═════ MATERIAL PROVIDED

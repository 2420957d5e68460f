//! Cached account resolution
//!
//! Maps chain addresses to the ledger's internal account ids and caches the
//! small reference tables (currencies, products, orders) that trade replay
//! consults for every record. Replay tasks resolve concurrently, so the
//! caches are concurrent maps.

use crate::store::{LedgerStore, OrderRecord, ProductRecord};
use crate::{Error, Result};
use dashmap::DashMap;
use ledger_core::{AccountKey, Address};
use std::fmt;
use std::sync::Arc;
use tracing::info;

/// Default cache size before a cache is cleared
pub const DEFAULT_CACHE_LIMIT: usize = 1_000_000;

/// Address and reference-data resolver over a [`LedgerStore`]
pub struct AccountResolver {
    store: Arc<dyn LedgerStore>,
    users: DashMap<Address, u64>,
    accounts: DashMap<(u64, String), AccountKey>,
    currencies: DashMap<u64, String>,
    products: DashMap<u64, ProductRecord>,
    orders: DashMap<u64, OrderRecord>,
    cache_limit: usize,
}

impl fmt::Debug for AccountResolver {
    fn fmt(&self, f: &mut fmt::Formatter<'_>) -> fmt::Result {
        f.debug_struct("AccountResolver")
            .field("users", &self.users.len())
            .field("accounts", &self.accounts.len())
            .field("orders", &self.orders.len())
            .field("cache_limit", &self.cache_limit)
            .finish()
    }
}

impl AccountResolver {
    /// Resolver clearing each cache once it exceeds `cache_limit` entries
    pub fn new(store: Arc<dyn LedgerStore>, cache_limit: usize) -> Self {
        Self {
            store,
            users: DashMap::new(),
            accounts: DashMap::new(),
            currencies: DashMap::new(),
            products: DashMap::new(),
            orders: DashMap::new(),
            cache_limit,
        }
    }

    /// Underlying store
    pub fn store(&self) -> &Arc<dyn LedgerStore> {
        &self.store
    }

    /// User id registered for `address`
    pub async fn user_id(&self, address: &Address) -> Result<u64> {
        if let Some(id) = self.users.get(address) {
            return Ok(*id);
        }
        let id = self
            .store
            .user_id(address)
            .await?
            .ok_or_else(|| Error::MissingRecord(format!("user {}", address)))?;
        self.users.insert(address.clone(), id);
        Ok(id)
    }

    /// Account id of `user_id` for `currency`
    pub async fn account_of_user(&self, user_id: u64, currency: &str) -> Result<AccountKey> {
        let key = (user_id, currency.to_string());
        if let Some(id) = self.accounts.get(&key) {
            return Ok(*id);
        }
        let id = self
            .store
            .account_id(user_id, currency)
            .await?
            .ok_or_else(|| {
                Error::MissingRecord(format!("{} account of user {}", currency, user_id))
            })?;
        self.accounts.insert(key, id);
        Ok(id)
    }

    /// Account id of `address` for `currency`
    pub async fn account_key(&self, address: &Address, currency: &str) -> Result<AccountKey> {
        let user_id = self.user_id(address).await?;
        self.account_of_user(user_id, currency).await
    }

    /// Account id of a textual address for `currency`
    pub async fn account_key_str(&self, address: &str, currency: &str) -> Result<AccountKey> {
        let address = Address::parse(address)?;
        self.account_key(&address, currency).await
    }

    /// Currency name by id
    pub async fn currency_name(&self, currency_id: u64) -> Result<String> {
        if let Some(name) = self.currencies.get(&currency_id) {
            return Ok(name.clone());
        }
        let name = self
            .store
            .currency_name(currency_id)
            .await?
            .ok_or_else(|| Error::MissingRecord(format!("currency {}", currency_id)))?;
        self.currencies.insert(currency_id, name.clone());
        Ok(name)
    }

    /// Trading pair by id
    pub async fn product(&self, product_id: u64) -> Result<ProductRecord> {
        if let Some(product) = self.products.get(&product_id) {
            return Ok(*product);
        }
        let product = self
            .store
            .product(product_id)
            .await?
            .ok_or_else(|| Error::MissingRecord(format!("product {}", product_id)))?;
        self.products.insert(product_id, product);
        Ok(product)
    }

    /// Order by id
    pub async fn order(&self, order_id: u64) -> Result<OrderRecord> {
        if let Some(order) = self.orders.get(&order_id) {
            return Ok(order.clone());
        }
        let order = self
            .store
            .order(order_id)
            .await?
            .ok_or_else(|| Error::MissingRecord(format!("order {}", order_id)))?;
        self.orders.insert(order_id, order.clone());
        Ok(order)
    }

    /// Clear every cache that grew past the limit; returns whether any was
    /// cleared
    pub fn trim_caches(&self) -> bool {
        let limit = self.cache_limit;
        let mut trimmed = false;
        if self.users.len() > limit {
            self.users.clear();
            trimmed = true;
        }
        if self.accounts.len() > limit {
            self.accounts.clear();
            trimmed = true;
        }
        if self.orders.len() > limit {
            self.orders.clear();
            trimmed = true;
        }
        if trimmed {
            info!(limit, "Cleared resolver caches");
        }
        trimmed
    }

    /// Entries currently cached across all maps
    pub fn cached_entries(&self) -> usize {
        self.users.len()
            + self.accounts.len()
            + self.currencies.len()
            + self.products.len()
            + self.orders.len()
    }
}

══════════

> TASK ITEM: Please give the number of lines above that include the string "AccountKey", with nothing added.

> ANSWER BOX: 5